Parallel Performance Project Research Paper

Research Paper

Improving Cache Performance Via Active Management
Edward S. Tam
Ph.D. Thesis, University of Michigan, June 1999.

Abstract

This dissertation analyzes a way to improve cache performance via active management of a target cache space. As microprocessor speeds continue to grow faster than memory subsystem speeds, minimizing the average data access time grows in importance. As current data caches are often poorly and inefficiently managed, a good management technique can improve the average data access time. Cache management involves two main processes: block allocation decisions and block replacement decisions. Active block allocation can be performed most efficiently in multilateral caches (several distinct data stores with disjoint contents placed in parallel within L1), where blocks exhibiting particular characteristics can be placed in the appropriate store.

To aid in our evaluation of different active block management schemes, we have developed a multilateral cache simulator, mlcache, which provides a platform whereby different cache schemes can easily be specified, and produces evaluation statistics that can help explain their performance. Using mlcache, we have been able to evaluate the performance of proposed multilateral cache schemes and to derive new, better performing schemes. Our results show that multilateral schemes outperform traditional caches of similar size and often rival the performance of traditional caches nearly twice as large. However, the performance difference between previously-proposed implementable schemes and a multilateral configuration that uses a non-implementable near-optimal replacement policy is large. This disparity is due mainly to the simple prediction strategies presently used in the implementable schemes, along with their limited management of blocks while resident in the L1 cache structure.
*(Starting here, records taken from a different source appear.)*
use ferrous_ioc::{autowire, Container, DiError, Key, Lifetime, Resolver, ResolverCore};
use std::sync::atomic::{AtomicUsize, Ordering};
use std::sync::Arc;

struct Config {
    port: u16,
}

struct Server {
    config: Arc<Config>,
}
autowire!(Server { config: Arc<Config> });

trait Greeter: Send + Sync {
    fn greet(&self) -> String;
}

struct English;
impl Greeter for English {
    fn greet(&self) -> String {
        "hello".to_string()
    }
}

#[test]
fn test_end_to_end_config_and_server() {
    let container = Container::new();
    container
        .register::<Config, _>(Lifetime::Singleton, |_| Ok(Arc::new(Config { port: 8080 })))
        .unwrap();
    container.add_autowired::<Server>(Lifetime::Singleton).unwrap();

    let first = container.resolve::<Server>().unwrap();
    let second = container.resolve::<Server>().unwrap();

    assert_eq!(first.config.port, 8080);
    assert!(Arc::ptr_eq(&first, &second));
}

#[test]
fn test_singleton_factory_is_lazy_and_built_once() {
    let builds = Arc::new(AtomicUsize::new(0));
    let counter = builds.clone();
    let container = Container::new();
    container
        .add_singleton_factory(move |_| {
            counter.fetch_add(1, Ordering::SeqCst);
            Config { port: 1 }
        })
        .unwrap();

    assert_eq!(builds.load(Ordering::SeqCst), 0);
    let a = container.resolve::<Config>().unwrap();
    let b = container.resolve::<Config>().unwrap();
    assert!(Arc::ptr_eq(&a, &b));
    assert_eq!(builds.load(Ordering::SeqCst), 1);
}

#[test]
fn test_factory_returns_distinct_instances() {
    let container = Container::new();
    container.add_factory(|_| Config { port: 2 }).unwrap();

    let a = container.resolve::<Config>().unwrap();
    let b = container.resolve::<Config>().unwrap();
    assert!(!Arc::ptr_eq(&a, &b));
    assert_eq!(a.port, b.port);
}

#[test]
fn test_factory_dependencies_resolve_transitively() {
    let container = Container::new();
    container.add_singleton(Config { port: 3000 }).unwrap();
    container
        .add_factory(|ctx| Server {
            config: ctx.resolve::<Config>().unwrap(),
        })
        .unwrap();

    let a = container.resolve::<Server>().unwrap();
    let b = container.resolve::<Server>().unwrap();
    assert!(!Arc::ptr_eq(&a, &b));
    assert!(Arc::ptr_eq(&a.config, &b.config));
}

#[test]
fn test_unregistered_key_lists_available() {
    let container = Container::new();
    container.add_singleton(Config { port: 1 }).unwrap();
    container.add_singleton(7u8).unwrap();

    match container.resolve::<Server>() {
        Err(DiError::ProviderNotFound { key, available }) => {
            assert_eq!(key, Key::of::<Server>());
            assert_eq!(available, vec![Key::of::<Config>(), Key::of::<u8>()]);
        }
        other => panic!("Expected ProviderNotFound, got {:?}", other.map(|_| ())),
    }
}

#[test]
fn test_has_and_keys() {
    let container = Container::new();
    assert!(!container.has::<Config>());
    assert!(container.keys().is_empty());

    container.add_singleton(Config { port: 1 }).unwrap();
    assert!(container.has::<Config>());
    assert!(container.has_key(&Key::of::<Config>()));
    assert_eq!(container.keys(), vec![Key::of::<Config>()]);
}

#[test]
fn test_lookup_reports_provider_shape() {
    let container = Container::new();
    container.add_resource(|_| Config { port: 1 }).unwrap();

    let provider = container.lookup(&Key::of::<Config>()).unwrap();
    assert_eq!(provider.lifetime(), Lifetime::Resource);
    assert!(!provider.is_async());
    assert!(!provider.is_instantiated());

    container.acquire::<Config>().unwrap();
    assert!(provider.is_instantiated());

    assert!(matches!(
        container.lookup(&Key::of::<Server>()),
        Err(DiError::ProviderNotFound { .. })
    ));
}

#[test]
fn test_resolve_optional() {
    let container = Container::new();
    assert!(container.resolve_optional::<Config>().unwrap().is_none());

    container.add_singleton(Config { port: 5 }).unwrap();
    assert_eq!(container.resolve_optional::<Config>().unwrap().unwrap().port, 5);
}

#[test]
fn test_resolve_optional_still_reports_failures() {
    let container = Container::new();
    container
        .register::<Config, _>(Lifetime::Singleton, |_| Err(DiError::construction::<Config>("no file")))
        .unwrap();

    assert!(matches!(
        container.resolve_optional::<Config>(),
        Err(DiError::Construction { .. })
    ));
}

#[test]
fn test_alias_shares_singleton_instance() {
    let container = Container::new();
    container.add_singleton(Config { port: 9 }).unwrap();
    container
        .alias_key(Key::named::<Config>("primary"), Key::of::<Config>())
        .unwrap();

    let direct = container.resolve::<Config>().unwrap();
    let aliased = container.resolve_named::<Config>("primary").unwrap();
    assert!(Arc::ptr_eq(&direct, &aliased));
}

#[test]
fn test_alias_exposes_concrete_type_as_trait() {
    let builds = Arc::new(AtomicUsize::new(0));
    let counter = builds.clone();
    let container = Container::new();
    container
        .add_singleton_factory(move |_| {
            counter.fetch_add(1, Ordering::SeqCst);
            English
        })
        .unwrap();
    container
        .alias::<dyn Greeter, English, _>(|english| english as Arc<dyn Greeter>)
        .unwrap();

    let greeter = container.resolve::<dyn Greeter>().unwrap();
    let english = container.resolve::<English>().unwrap();
    assert_eq!(greeter.greet(), "hello");
    assert_eq!(builds.load(Ordering::SeqCst), 1);
    // same allocation behind both handles
    assert_eq!(
        Arc::as_ptr(&greeter) as *const u8,
        Arc::as_ptr(&english) as *const u8
    );
}

#[test]
fn test_alias_to_unregistered_target_fails() {
    let container = Container::new();
    let result = container.alias_key(Key::named::<Config>("primary"), Key::of::<Config>());
    assert!(matches!(result, Err(DiError::ProviderNotFound { .. })));
    assert!(!container.has_key(&Key::named::<Config>("primary")));
}

#[test]
fn test_alias_of_alias() {
    let container = Container::new();
    container.add_singleton(English).unwrap();
    container
        .alias::<dyn Greeter, English, _>(|english| english as Arc<dyn Greeter>)
        .unwrap();
    container
        .alias_key(Key::named::<dyn Greeter>("default"), Key::of::<dyn Greeter>())
        .unwrap();

    let greeter = container.resolve_named::<dyn Greeter>("default").unwrap();
    assert_eq!(greeter.greet(), "hello");
}

#[test]
fn test_alias_without_cast_between_types_is_a_mismatch() {
    let container = Container::new();
    container.add_singleton(English).unwrap();
    container
        .alias_key(Key::of::<dyn Greeter>(), Key::of::<English>())
        .unwrap();

    assert!(matches!(
        container.resolve::<dyn Greeter>(),
        Err(DiError::TypeMismatch(_))
    ));
}

#[test]
fn test_replace_overrides_existing_provider() {
    let container = Container::new();
    container.add_singleton(Config { port: 1 }).unwrap();
    container
        .replace::<Config, _>(Lifetime::Singleton, |_| Ok(Arc::new(Config { port: 2 })))
        .unwrap();

    assert_eq!(container.resolve::<Config>().unwrap().port, 2);
    assert_eq!(container.keys().len(), 1);
}

#[test]
fn test_clones_share_registry() {
    let container = Container::new();
    let handle = container.clone();
    handle.add_singleton(Config { port: 4 }).unwrap();

    assert_eq!(container.resolve::<Config>().unwrap().port, 4);
}
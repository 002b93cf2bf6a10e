//! HTTP fetcher implementation
//!
//! This module handles all HTTP requests for the crawler, including:
//! - Building HTTP clients with proper user agent strings
//! - GET requests with a per-request timeout
//! - Error classification (timeout, HTTP status, transport, content type)
//!
//! Nothing is retried here: a failed URL stays failed for the rest of the
//! run, and the next run is the retry.

use crate::config::UserAgentConfig;
use reqwest::{header::CONTENT_TYPE, redirect::Policy, Client};
use std::time::Duration;
use thiserror::Error;
use url::Url;

/// Why a fetch failed
#[derive(Debug, Error)]
pub enum FetchError {
    #[error("request timed out after {0:?}")]
    Timeout(Duration),

    #[error("HTTP {0}")]
    Http(u16),

    #[error("network error: {0}")]
    Network(String),

    #[error("not an HTML page (content-type: {0})")]
    NotHtml(String),
}

impl FetchError {
    fn from_reqwest(error: reqwest::Error, timeout: Duration) -> Self {
        if error.is_timeout() {
            Self::Timeout(timeout)
        } else if error.is_connect() {
            Self::Network(format!("connection failed: {}", error))
        } else {
            Self::Network(error.to_string())
        }
    }
}

/// A successfully fetched HTML page
#[derive(Debug, Clone)]
pub struct FetchedPage {
    /// Final URL after redirects
    pub final_url: Url,

    /// HTTP status code
    pub status: u16,

    /// Content-Type header value, if any
    pub content_type: Option<String>,

    /// Decoded page body
    pub body: String,
}

/// Builds an HTTP client with proper configuration
///
/// # Example
///
/// ```no_run
/// use news_cacher::config::UserAgentConfig;
/// use news_cacher::crawler::build_http_client;
///
/// let config = UserAgentConfig {
///     crawler_name: "BoatNetBuddy".to_string(),
///     crawler_version: "1.0".to_string(),
///     contact_url: None,
/// };
///
/// let client = build_http_client(&config).unwrap();
/// ```
pub fn build_http_client(config: &UserAgentConfig) -> Result<Client, reqwest::Error> {
    Client::builder()
        .user_agent(config.header_value())
        .connect_timeout(Duration::from_secs(10))
        .redirect(Policy::limited(10))
        .gzip(true)
        .brotli(true)
        .build()
}

/// Fetches a page with a wall-clock timeout
///
/// # Outcomes
///
/// | Condition | Result |
/// |-----------|--------|
/// | 2xx with HTML (or no) content type | `Ok(FetchedPage)` |
/// | 2xx with another content type | `FetchError::NotHtml` |
/// | Non-2xx status | `FetchError::Http` |
/// | Timeout (request or body) | `FetchError::Timeout` |
/// | Any other transport failure | `FetchError::Network` |
pub async fn fetch_page(
    client: &Client,
    url: &Url,
    timeout: Duration,
) -> Result<FetchedPage, FetchError> {
    let response = client
        .get(url.clone())
        .timeout(timeout)
        .send()
        .await
        .map_err(|e| FetchError::from_reqwest(e, timeout))?;

    let status = response.status();
    if !status.is_success() {
        return Err(FetchError::Http(status.as_u16()));
    }

    let final_url = response.url().clone();
    let content_type = response
        .headers()
        .get(CONTENT_TYPE)
        .and_then(|v| v.to_str().ok())
        .map(str::to_string);

    if let Some(ct) = &content_type {
        if !ct.to_ascii_lowercase().contains("html") {
            return Err(FetchError::NotHtml(ct.clone()));
        }
    }

    let body = response
        .text()
        .await
        .map_err(|e| FetchError::from_reqwest(e, timeout))?;

    Ok(FetchedPage {
        final_url,
        status: status.as_u16(),
        content_type,
        body,
    })
}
We introduce a new multilateral allocation scheme, Allocation By Conflict (ABC), which outperforms all previously proposed reuse-based multilateral configurations and performs comparably to multilateral schemes that have significantly more hardware requirements (particularly Victim, which requires a data path between its A and B caches). The ABC scheme incurs the lowest hardware cost of any of the proposed multilateral schemes, yet it performs the highest and is the most easily implementable. The ABC scheme requires the addition of only a single additional bit per block in cache A and a very simple logic circuit for making the allocation decisions. The ABC scheme's performance advantage also scales well as the sizes of the caches are increased and as the associativity of the A cache is increased.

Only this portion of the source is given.